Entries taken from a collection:
--
/// Hand the ball to a new bowler after an over.
pub fn select_next_bowler(m: &Match, bowler_id: &str) -> Result<Match, ScoringError> {
    require_status(m, MatchStatus::InProgress)?;
    let inning = m.current_inning();
    if !inning.awaiting_next_bowler {
        return Err(ScoringError::NotAwaitingBowler);
    }
    if !in_side(m, &inning.bowling_team_id, bowler_id)
        || !inning.bowler_stats.contains_key(bowler_id)
    {
        return Err(ScoringError::NotInBowlingSide(bowler_id.to_string()));
    }
    if inning.current_bowler_id == bowler_id {
        return Err(ScoringError::ConsecutiveOvers(bowler_id.to_string()));
    }

    let mut next = m.clone();
    let inning = next.current_inning_mut();
    inning.current_bowler_id = bowler_id.to_string();
    inning.awaiting_next_bowler = false;
    Ok(next)
}

pub fn swap_batsmen(m: &Match) -> Result<Match, ScoringError> {
    require_status(m, MatchStatus::InProgress)?;
    let mut next = m.clone();
    next.current_inning_mut().swap_strike();
    Ok(next)
}

/// Retire a batsman at the crease and send in a replacement at that end.
pub fn retire_batsman(
    m: &Match,
    retired_id: &str,
    replacement_id: &str,
    reason: &str,
) -> Result<Match, ScoringError> {
    require_status(m, MatchStatus::InProgress)?;
    let inning = m.current_inning();
    if !inning.at_crease(retired_id) {
        return Err(ScoringError::NotAtCrease(retired_id.to_string()));
    }
    let available = inning
        .batsman_stats
        .get(replacement_id)
        .map(|s| !s.is_out && s.retirement_reason.is_none())
        .unwrap_or(false);
    if !available || inning.at_crease(replacement_id) {
        return Err(ScoringError::BatsmanUnavailable(replacement_id.to_string()));
    }

    let reason = match reason.trim() {
        "" => "retired".to_string(),
        r => r.to_string(),
    };

    let mut next = m.clone();
    let inning = next.current_inning_mut();
    if let Some(stats) = inning.batsman_stats.get_mut(retired_id) {
        stats.retirement_reason = Some(reason);
    }
    bring_in(inning, retired_id, replacement_id);
    Ok(next)
}
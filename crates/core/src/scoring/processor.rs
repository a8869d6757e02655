//! The delivery processor.
//!
//! [`apply_delivery`] is a pure transition: it works on a private copy of the
//! match and returns it, leaving the caller's value untouched. A match whose
//! striker, bowler or dismissed batsman has no stats entry is returned
//! unchanged, so callers detect an ignored ball by comparing the two values.

use tracing::{debug, info, warn};

use super::event::{DeliveryEvent, ExtraType};
use super::settings::MatchSettings;
use super::types::{
    Ball, BallEvent, FallOfWicket, Inning, Match, MatchStatus, TeamDirectory, WicketDetail,
};
use crate::metrics;

/// Name used in result text when the directory has no entry for the winner.
const UNKNOWN_TEAM: &str = "Unknown Team";

/// Apply one ball to a match and return the next match state.
pub fn apply_delivery<D>(current: &Match, event: &DeliveryEvent, teams: &D) -> Match
where
    D: TeamDirectory + ?Sized,
{
    let mut next = current.clone();
    match record(&mut next, event, teams) {
        Ok(tag) => {
            metrics::DELIVERIES_APPLIED
                .with_label_values(&[tag.label()])
                .inc();
            next
        }
        Err(reason) => {
            warn!(match_id = %current.id, reason, "Delivery ignored");
            metrics::DELIVERIES_IGNORED.inc();
            current.clone()
        }
    }
}

fn record<D>(m: &mut Match, event: &DeliveryEvent, teams: &D) -> Result<BallEvent, &'static str>
where
    D: TeamDirectory + ?Sized,
{
    if m.status == MatchStatus::Finished {
        return Err("match is already finished");
    }

    let settings = m.settings.clone();
    let target = m.inning2.as_ref().map(|_| m.inning1.score);
    let match_id = m.id.clone();
    let inning = m.current_inning_mut();

    let striker_id = inning.on_strike_batsman_id.clone();
    let bowler_id = inning.current_bowler_id.clone();
    if !inning.batsman_stats.contains_key(&striker_id)
        || !inning.bowler_stats.contains_key(&bowler_id)
    {
        return Err("striker or bowler has no stats entry");
    }
    if let DeliveryEvent::Wicket {
        dismissed_player_id,
        ..
    } = event
    {
        if !inning.batsman_stats.contains_key(dismissed_player_id) {
            return Err("dismissed batsman has no stats entry");
        }
    }

    let is_last_over = inning.overs + 1 == settings.overs;
    let is_last_legal_ball = inning.balls == 5;

    let mut runs = 0;
    let mut extras = 0;
    let mut legal = true;
    let mut wicket = None;

    let tag = match event {
        DeliveryEvent::Run { runs: bat_runs } => {
            runs = *bat_runs;
            credit_bat_runs(inning, &striker_id, runs);
            BallEvent::Run
        }

        DeliveryEvent::Extra {
            extra_type,
            runs: extra_runs,
            runs_off_bat,
        } => {
            match extra_type {
                ExtraType::Wide | ExtraType::NoBall => {
                    let (rule, penalty) = if *extra_type == ExtraType::Wide {
                        (settings.wide_rule, settings.wide_runs)
                    } else {
                        (settings.no_ball_rule, settings.no_ball_runs)
                    };
                    let decision = rule.decide(is_last_over, is_last_legal_ball);
                    legal = !decision.rebowl;
                    extras = if decision.single_run_penalty { 1 } else { penalty };

                    if *extra_type == ExtraType::NoBall && *runs_off_bat {
                        runs = *extra_runs;
                        credit_bat_runs(inning, &striker_id, runs);
                    } else {
                        extras += *extra_runs;
                    }
                }
                ExtraType::Bye | ExtraType::LegBye => extras = *extra_runs,
            }
            extra_type.ball_event()
        }

        DeliveryEvent::Wicket {
            dismissal_type,
            dismissed_player_id,
            next_batsman_id,
            runs: completed,
            assisting_player_id,
            second_assisting_player_id,
        } => {
            runs = *completed;
            credit_bat_runs(inning, &striker_id, runs);

            inning.wickets += 1;
            if let Some(stats) = inning.batsman_stats.get_mut(dismissed_player_id) {
                stats.is_out = true;
            }
            inning.fall_of_wickets.push(FallOfWicket {
                score: inning.score + runs,
                wicket: inning.wickets,
                over: f64::from(inning.overs) + f64::from(inning.balls) / 10.0,
                player_id: dismissed_player_id.clone(),
            });

            if dismissal_type.credits_bowler() {
                if let Some(bowler) = inning.bowler_stats.get_mut(&bowler_id) {
                    bowler.wickets += 1;
                }
            }

            if inning.wickets < settings.wickets_allowed() {
                if let Some(incoming) = next_batsman_id.as_deref().filter(|id| !id.is_empty()) {
                    bring_in(inning, dismissed_player_id, incoming);
                }
            }

            wicket = Some(WicketDetail {
                player_id: dismissed_player_id.clone(),
                kind: *dismissal_type,
                assisting_player_id: assisting_player_id.clone(),
                second_assisting_player_id: second_assisting_player_id.clone(),
            });
            BallEvent::Wicket
        }
    };

    let total = runs + extras;
    inning.score += total;
    if let Some(bowler) = inning.bowler_stats.get_mut(&bowler_id) {
        bowler.runs_conceded += total;
    }

    inning.timeline.push(Ball {
        ball_number: if legal { inning.balls + 1 } else { 0 },
        over_number: inning.overs,
        runs,
        extras,
        event: Some(tag),
        batsman_id: striker_id.clone(),
        bowler_id: bowler_id.clone(),
        wicket,
    });

    if legal {
        if let Some(stats) = inning.batsman_stats.get_mut(&striker_id) {
            stats.balls += 1;
        }
        inning.balls += 1;
        if let Some(bowler) = inning.bowler_stats.get_mut(&bowler_id) {
            bowler.balls += 1;
        }
    }
    let end_of_over = legal && inning.balls == 6;

    debug!(
        match_id = %match_id,
        event = tag.label(),
        runs,
        extras,
        legal,
        score = inning.score,
        wickets = inning.wickets,
        "Delivery recorded"
    );

    // A successful chase ends the match on this ball.
    if let Some(target) = target {
        if inning.score > target {
            if end_of_over {
                roll_over(inning, &bowler_id);
            }
            finish_match(m, teams);
            return Ok(tag);
        }
    }

    // Byes are physically run, so they move the batsmen like bat runs do.
    let rotation_runs = match tag {
        BallEvent::Bye | BallEvent::LegBye => extras,
        _ => runs,
    };
    // Odd runs mid-over, or even runs off the last ball, change ends.
    if (rotation_runs % 2 == 1) != end_of_over {
        inning.swap_strike();
    }

    if end_of_over {
        let over_number = inning.overs;
        let conceded: u32 = inning
            .timeline
            .iter()
            .filter(|b| b.over_number == over_number && b.bowler_id == bowler_id)
            .map(|b| match b.event {
                Some(BallEvent::Wide) | Some(BallEvent::NoBall) => b.extras + b.runs,
                _ => b.runs,
            })
            .sum();
        if conceded == 0 {
            if let Some(bowler) = inning.bowler_stats.get_mut(&bowler_id) {
                bowler.maidens += 1;
            }
        }

        roll_over(inning, &bowler_id);
        if !innings_complete(inning, &settings) {
            inning.awaiting_next_bowler = true;
        }
    }

    if innings_complete(inning, &settings) {
        close_innings(m, teams);
    }

    Ok(tag)
}

fn credit_bat_runs(inning: &mut Inning, striker_id: &str, runs: u32) {
    if let Some(stats) = inning.batsman_stats.get_mut(striker_id) {
        stats.runs += runs;
        match runs {
            4 => stats.fours += 1,
            6 => stats.sixes += 1,
            _ => {}
        }
    }
}

fn roll_over(inning: &mut Inning, bowler_id: &str) {
    inning.overs += 1;
    inning.balls = 0;
    if let Some(bowler) = inning.bowler_stats.get_mut(bowler_id) {
        bowler.overs += 1;
        bowler.balls = 0;
    }
}

fn innings_complete(inning: &Inning, settings: &MatchSettings) -> bool {
    inning.wickets >= settings.wickets_allowed() || inning.overs >= settings.overs
}

/// Put `incoming` at the crease end `outgoing` occupied.
///
/// A returning retired batsman loses the retirement reason.
pub(crate) fn bring_in(inning: &mut Inning, outgoing: &str, incoming: &str) {
    if inning.on_strike_batsman_id == outgoing {
        inning.on_strike_batsman_id = incoming.to_string();
    } else {
        inning.non_strike_batsman_id = incoming.to_string();
    }
    if let Some(stats) = inning.batsman_stats.get_mut(incoming) {
        stats.retirement_reason = None;
    }
}

/// End the current innings: set up the chase, or settle the result.
pub(crate) fn close_innings<D>(m: &mut Match, teams: &D)
where
    D: TeamDirectory + ?Sized,
{
    metrics::INNINGS_COMPLETED.inc();
    metrics::INNINGS_RUNS.observe(f64::from(m.current_inning().score));

    if m.inning2.is_some() {
        finish_match(m, teams);
        return;
    }

    let batting = m.inning1.bowling_team_id.clone();
    let bowling = m.inning1.batting_team_id.clone();
    let mut second = Inning::new(&batting, &bowling, m.squad(&batting), m.squad(&bowling));
    second.awaiting_next_bowler = true;
    m.inning2 = Some(second);
    m.status = MatchStatus::Upcoming;

    info!(
        match_id = %m.id,
        score = m.inning1.score,
        wickets = m.inning1.wickets,
        "First innings complete"
    );
}

fn finish_match<D>(m: &mut Match, teams: &D)
where
    D: TeamDirectory + ?Sized,
{
    let Some(second) = m.inning2.as_ref() else {
        return;
    };
    let first_score = m.inning1.score;
    let name = |team_id: &str| teams.team_name(team_id).unwrap_or(UNKNOWN_TEAM).to_string();

    let (winner, text, kind) = if second.score > first_score {
        let in_hand = m.settings.wickets_allowed().saturating_sub(second.wickets);
        (
            Some(second.batting_team_id.clone()),
            format!("{} won by {} wickets.", name(&second.batting_team_id), in_hand),
            "chased",
        )
    } else if first_score > second.score {
        (
            Some(m.inning1.batting_team_id.clone()),
            format!(
                "{} won by {} runs.",
                name(&m.inning1.batting_team_id),
                first_score - second.score
            ),
            "defended",
        )
    } else {
        (None, "Match Tied.".to_string(), "tied")
    };

    info!(match_id = %m.id, result = %text, "Match finished");
    metrics::MATCHES_FINISHED.with_label_values(&[kind]).inc();

    m.status = MatchStatus::Finished;
    m.winner_team_id = winner;
    m.result_text = Some(text);
}
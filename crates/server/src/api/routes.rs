use axum::{
    middleware,
    routing::{get, post, put},
    Router,
};
use std::sync::Arc;
use tower_http::cors::CorsLayer;
use tower_http::trace::TraceLayer;

use super::middleware::metrics_middleware;
use super::{audit, backup, handlers, matches, players, roster, scoring, stats, teams};
use crate::state::AppState;

pub fn create_router(state: Arc<AppState>) -> Router {
    let api_routes = Router::new()
        // Health and config
        .route("/health", get(handlers::health))
        .route("/config", get(handlers::get_config))
        // Audit
        .route("/audit", get(audit::query_audit))
        // Players
        .route(
            "/players",
            get(players::list_players).post(players::create_player),
        )
        .route(
            "/players/{id}",
            get(players::get_player)
                .put(players::update_player)
                .delete(players::delete_player),
        )
        // Teams
        .route("/teams", get(teams::list_teams).post(teams::create_team))
        .route(
            "/teams/{id}",
            get(teams::get_team)
                .put(teams::update_team)
                .delete(teams::delete_team),
        )
        // Roster import
        .route("/roster/import", post(roster::import_csv))
        .route("/roster/import/sheet", post(roster::import_sheet))
        // Matches
        .route("/matches", get(matches::list).post(matches::create))
        .route("/matches/import", post(matches::import))
        .route(
            "/matches/{id}",
            get(matches::get).delete(matches::delete),
        )
        .route("/matches/{id}/scorecard", get(matches::scorecard))
        .route("/matches/{id}/export", get(matches::export))
        .route("/matches/{id}/audit", get(audit::match_trail))
        // Scoring
        .route("/matches/{id}/start", post(scoring::start))
        .route("/matches/{id}/deliveries", post(scoring::record_delivery))
        .route("/matches/{id}/bowler", post(scoring::select_bowler))
        .route("/matches/{id}/swap", post(scoring::swap))
        .route("/matches/{id}/retire", post(scoring::retire))
        .route("/matches/{id}/declare", post(scoring::declare))
        .route("/matches/{id}/settings", put(scoring::update))
        .route("/matches/{id}/undo", post(scoring::undo))
        // Statistics and backup
        .route("/stats", get(stats::get_stats))
        .route("/backup", get(backup::get_backup))
        .route("/backup/restore", post(backup::restore_backup));

    Router::new()
        .nest("/api/v1", api_routes)
        .route("/metrics", get(handlers::metrics))
        .with_state(state)
        .layer(middleware::from_fn(metrics_middleware))
        .layer(TraceLayer::new_for_http())
        .layer(CorsLayer::permissive())
}
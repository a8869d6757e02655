//! Read-only figures derived from a match: run rates, chase equation,
//! dismissal text, extras breakdown and the full scorecard.

use std::collections::HashMap;

use serde::Serialize;

use super::settings::MatchSettings;
use super::types::{
    Ball, BallEvent, DismissalType, FallOfWicket, Inning, Match, MatchStatus, TeamDirectory,
};
use crate::roster::Player;

const UNKNOWN_PLAYER: &str = "Unknown Player";
const UNKNOWN_TEAM: &str = "Unknown Team";

/// Read-only lookup of player display names.
pub trait PlayerDirectory {
    fn player_name(&self, player_id: &str) -> Option<&str>;
}

impl PlayerDirectory for HashMap<String, String> {
    fn player_name(&self, player_id: &str) -> Option<&str> {
        self.get(player_id).map(String::as_str)
    }
}

impl PlayerDirectory for [Player] {
    fn player_name(&self, player_id: &str) -> Option<&str> {
        self.iter()
            .find(|p| p.id == player_id)
            .map(|p| p.name.as_str())
    }
}

impl PlayerDirectory for Vec<Player> {
    fn player_name(&self, player_id: &str) -> Option<&str> {
        self.as_slice().player_name(player_id)
    }
}

fn player_name<P: PlayerDirectory + ?Sized>(players: &P, id: &str) -> String {
    players.player_name(id).unwrap_or(UNKNOWN_PLAYER).to_string()
}

// ============================================================================
// Rates and the chase equation
// ============================================================================

/// `O.B` over notation.
pub fn format_overs(overs: u32, balls: u32) -> String {
    format!("{}.{}", overs, balls)
}

/// Two-decimal rendering used for every rate.
pub fn format_rate(value: f64) -> String {
    format!("{:.2}", value)
}

/// Runs per over so far (0 before the first legal ball).
pub fn current_run_rate(inning: &Inning) -> f64 {
    if inning.legal_balls() == 0 {
        return 0.0;
    }
    let overs = f64::from(inning.overs) + f64::from(inning.balls) / 6.0;
    f64::from(inning.score) / overs
}

/// Runs per 100 balls, `"0.00"` when no balls were faced.
pub fn strike_rate(runs: u32, balls: u32) -> String {
    if balls == 0 {
        return "0.00".to_string();
    }
    format_rate(f64::from(runs) / f64::from(balls) * 100.0)
}

/// Runs conceded per six legal balls, `"0.00"` when none were bowled.
pub fn economy(runs_conceded: u32, balls: u32) -> String {
    if balls == 0 {
        return "0.00".to_string();
    }
    format_rate(f64::from(runs_conceded) / f64::from(balls) * 6.0)
}

/// Score needed to win, once the chase has begun.
pub fn target(m: &Match) -> Option<u32> {
    m.inning2.as_ref().map(|_| m.inning1.score + 1)
}

pub fn runs_required(m: &Match) -> Option<u32> {
    let chase = m.inning2.as_ref()?;
    Some((m.inning1.score + 1).saturating_sub(chase.score))
}

pub fn balls_remaining(m: &Match) -> Option<u32> {
    let chase = m.inning2.as_ref()?;
    Some((m.settings.overs * 6).saturating_sub(chase.legal_balls()))
}

/// Runs per over needed to win (0 when nothing is required or no balls remain).
pub fn required_run_rate(m: &Match) -> f64 {
    match (runs_required(m), balls_remaining(m)) {
        (Some(runs), Some(balls)) if runs > 0 && balls > 0 => {
            f64::from(runs) / f64::from(balls) * 6.0
        }
        _ => 0.0,
    }
}

/// Final total if the current rate holds for the full allocation of overs.
pub fn projected_score(m: &Match) -> u32 {
    (current_run_rate(m.current_inning()) * f64::from(m.settings.overs)).round() as u32
}

// ============================================================================
// Dismissals and extras
// ============================================================================

/// How a batsman's innings ended, as printed on a scorecard.
pub fn dismissal_text<P>(inning: &Inning, batsman_id: &str, players: &P) -> String
where
    P: PlayerDirectory + ?Sized,
{
    if let Some(reason) = inning
        .batsman_stats
        .get(batsman_id)
        .and_then(|s| s.retirement_reason.as_ref())
    {
        return reason.clone();
    }

    let Some((ball, wicket)) = inning.timeline.iter().find_map(|b| {
        b.wicket
            .as_ref()
            .filter(|w| w.player_id == batsman_id)
            .map(|w| (b, w))
    }) else {
        return "not out".to_string();
    };

    let bowler = player_name(players, &ball.bowler_id);
    let fielder = |id: &Option<String>| id.as_deref().map(|id| player_name(players, id));

    match wicket.kind {
        DismissalType::Bowled => format!("b {}", bowler),
        DismissalType::Lbw => format!("lbw b {}", bowler),
        DismissalType::Caught => match fielder(&wicket.assisting_player_id) {
            Some(catcher) if catcher == bowler => format!("c & b {}", bowler),
            Some(catcher) => format!("c {} b {}", catcher, bowler),
            None => format!("caught b {}", bowler),
        },
        DismissalType::Stumped => {
            let keeper = fielder(&wicket.assisting_player_id);
            format!("st {} b {}", keeper.as_deref().unwrap_or("wk"), bowler)
        }
        DismissalType::RunOut => {
            let fielders: Vec<String> = [
                &wicket.assisting_player_id,
                &wicket.second_assisting_player_id,
            ]
            .into_iter()
            .filter_map(fielder)
            .collect();
            if fielders.is_empty() {
                "run out".to_string()
            } else {
                format!("run out ({})", fielders.join("/"))
            }
        }
    }
}

#[derive(Debug, Clone, Default, Serialize, PartialEq, Eq)]
pub struct ExtrasBreakdown {
    /// Number of wides bowled
    pub wides: u32,
    /// Number of no-balls bowled
    pub no_balls: u32,
    pub byes: u32,
    pub leg_byes: u32,
    pub total: u32,
}

pub fn extras_breakdown(inning: &Inning) -> ExtrasBreakdown {
    inning
        .timeline
        .iter()
        .fold(ExtrasBreakdown::default(), |mut acc, ball| {
            match ball.event {
                Some(BallEvent::Wide) => acc.wides += 1,
                Some(BallEvent::NoBall) => acc.no_balls += 1,
                Some(BallEvent::Bye) => acc.byes += ball.extras,
                Some(BallEvent::LegBye) => acc.leg_byes += ball.extras,
                _ => {}
            }
            acc.total += ball.extras;
            acc
        })
}

/// Batting-side players who never came to the crease, in squad order.
pub fn did_not_bat<'a>(m: &'a Match, inning: &Inning) -> Vec<&'a str> {
    m.squad(&inning.batting_team_id)
        .iter()
        .filter(|id| {
            inning
                .batsman_stats
                .get(id.as_str())
                .map(|s| !s.has_batted() && !inning.at_crease(id))
                .unwrap_or(true)
        })
        .map(String::as_str)
        .collect()
}

/// Compact label for a ball in the over-by-over view (empty for a dot).
pub fn ball_label(ball: &Ball, settings: &MatchSettings) -> String {
    let plus = |n: u32| {
        if n > 0 {
            format!("+{}", n)
        } else {
            String::new()
        }
    };

    match ball.event {
        Some(BallEvent::Wicket) => format!("W{}", plus(ball.runs)),
        Some(BallEvent::Wide) => {
            format!("Wd{}", plus(ball.extras.saturating_sub(settings.wide_runs)))
        }
        Some(BallEvent::NoBall) => format!(
            "Nb{}",
            plus((ball.runs + ball.extras).saturating_sub(settings.no_ball_runs))
        ),
        Some(BallEvent::Bye) => format!("{}b", ball.extras),
        Some(BallEvent::LegBye) => format!("{}lb", ball.extras),
        _ if ball.runs == 0 && ball.extras == 0 => String::new(),
        _ => ball.runs.to_string(),
    }
}

// ============================================================================
// Scorecard
// ============================================================================

#[derive(Debug, Clone, Serialize)]
pub struct BattingLine {
    pub player_id: String,
    pub name: String,
    pub dismissal: String,
    pub runs: u32,
    pub balls: u32,
    pub fours: u32,
    pub sixes: u32,
    pub strike_rate: String,
}

#[derive(Debug, Clone, Serialize)]
pub struct BowlingLine {
    pub player_id: String,
    pub name: String,
    pub overs: String,
    pub maidens: u32,
    pub runs: u32,
    pub wickets: u32,
    pub wides: u32,
    pub no_balls: u32,
    pub economy: String,
}

/// One over of the ball-by-ball view.
#[derive(Debug, Clone, Serialize)]
pub struct OverSummary {
    /// 1-based, as displayed
    pub over: u32,
    pub bowler_id: String,
    pub bowler: String,
    pub runs: u32,
    pub balls: Vec<String>,
}

#[derive(Debug, Clone, Serialize)]
pub struct InningsCard {
    pub batting_team_id: String,
    pub batting_team: String,
    pub score: u32,
    pub wickets: u32,
    pub overs: String,
    pub run_rate: String,
    pub batting: Vec<BattingLine>,
    pub extras: ExtrasBreakdown,
    pub did_not_bat: Vec<String>,
    pub bowling: Vec<BowlingLine>,
    pub fall_of_wickets: Vec<FallOfWicket>,
    pub overs_detail: Vec<OverSummary>,
}

/// Chase equation and projections for a match in play.
#[derive(Debug, Clone, Serialize)]
pub struct LiveSummary {
    pub current_run_rate: String,
    pub projected_score: u32,
    #[serde(skip_serializing_if = "Option::is_none")]
    pub target: Option<u32>,
    #[serde(skip_serializing_if = "Option::is_none")]
    pub runs_required: Option<u32>,
    #[serde(skip_serializing_if = "Option::is_none")]
    pub balls_remaining: Option<u32>,
    pub required_run_rate: String,
}

#[derive(Debug, Clone, Serialize)]
pub struct Scorecard {
    pub match_id: String,
    pub title: String,
    pub status: MatchStatus,
    #[serde(skip_serializing_if = "Option::is_none")]
    pub result: Option<String>,
    pub innings: Vec<InningsCard>,
    #[serde(skip_serializing_if = "Option::is_none")]
    pub live: Option<LiveSummary>,
}

impl Scorecard {
    pub fn build<P, T>(m: &Match, players: &P, teams: &T) -> Self
    where
        P: PlayerDirectory + ?Sized,
        T: TeamDirectory + ?Sized,
    {
        let team_name = |id: &str| teams.team_name(id).unwrap_or(UNKNOWN_TEAM).to_string();

        let live = (m.status == MatchStatus::InProgress).then(|| LiveSummary {
            current_run_rate: format_rate(current_run_rate(m.current_inning())),
            projected_score: projected_score(m),
            target: target(m),
            runs_required: runs_required(m),
            balls_remaining: balls_remaining(m),
            required_run_rate: format_rate(required_run_rate(m)),
        });

        Self {
            match_id: m.id.clone(),
            title: format!("{} vs {}", team_name(&m.team_a_id), team_name(&m.team_b_id)),
            status: m.status,
            result: m.result_text.clone(),
            innings: m
                .innings()
                .map(|inning| innings_card(m, inning, players, &team_name))
                .collect(),
            live,
        }
    }
}

fn innings_card<P, F>(m: &Match, inning: &Inning, players: &P, team_name: &F) -> InningsCard
where
    P: PlayerDirectory + ?Sized,
    F: Fn(&str) -> String,
{
    let batting = m
        .squad(&inning.batting_team_id)
        .iter()
        .filter_map(|id| {
            let stats = inning.batsman_stats.get(id)?;
            if !stats.has_batted() && !inning.at_crease(id) {
                return None;
            }
            Some(BattingLine {
                player_id: id.clone(),
                name: player_name(players, id),
                dismissal: dismissal_text(inning, id, players),
                runs: stats.runs,
                balls: stats.balls,
                fours: stats.fours,
                sixes: stats.sixes,
                strike_rate: strike_rate(stats.runs, stats.balls),
            })
        })
        .collect();

    let bowling = m
        .squad(&inning.bowling_team_id)
        .iter()
        .filter_map(|id| {
            let stats = inning.bowler_stats.get(id)?;
            if stats.total_balls() == 0 {
                return None;
            }
            let bowled = inning.timeline.iter().filter(|b| &b.bowler_id == id);
            let (wides, no_balls) = bowled.fold((0, 0), |(wd, nb), b| match b.event {
                Some(BallEvent::Wide) => (wd + 1, nb),
                Some(BallEvent::NoBall) => (wd, nb + 1),
                _ => (wd, nb),
            });
            Some(BowlingLine {
                player_id: id.clone(),
                name: player_name(players, id),
                overs: format_overs(stats.overs, stats.balls),
                maidens: stats.maidens,
                runs: stats.runs_conceded,
                wickets: stats.wickets,
                wides,
                no_balls,
                economy: economy(stats.runs_conceded, stats.total_balls()),
            })
        })
        .collect();

    InningsCard {
        batting_team_id: inning.batting_team_id.clone(),
        batting_team: team_name(&inning.batting_team_id),
        score: inning.score,
        wickets: inning.wickets,
        overs: format_overs(inning.overs, inning.balls),
        run_rate: format_rate(current_run_rate(inning)),
        batting,
        extras: extras_breakdown(inning),
        did_not_bat: did_not_bat(m, inning)
            .into_iter()
            .map(|id| player_name(players, id))
            .collect(),
        bowling,
        fall_of_wickets: inning.fall_of_wickets.clone(),
        overs_detail: over_summaries(inning, &m.settings, players),
    }
}

/// Ball-by-ball view grouped by over, most recent first.
pub fn over_summaries<P>(inning: &Inning, settings: &MatchSettings, players: &P) -> Vec<OverSummary>
where
    P: PlayerDirectory + ?Sized,
{
    let mut overs: Vec<OverSummary> = Vec::new();
    for ball in &inning.timeline {
        match overs.last_mut() {
            Some(over) if over.over == ball.over_number + 1 => {
                over.runs += ball.total();
                over.balls.push(ball_label(ball, settings));
            }
            _ => overs.push(OverSummary {
                over: ball.over_number + 1,
                bowler_id: ball.bowler_id.clone(),
                bowler: player_name(players, &ball.bowler_id),
                runs: ball.total(),
                balls: vec![ball_label(ball, settings)],
            }),
        }
    }
    overs.reverse();
    overs
}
--
◆ What you are asked to do ◆
Among the lines above, which contain the word "Router"? Copy every one.

◆ Task response ◆
    Router,
pub fn create_router(state: Arc<AppState>) -> Router {
    let api_routes = Router::new()
    Router::new()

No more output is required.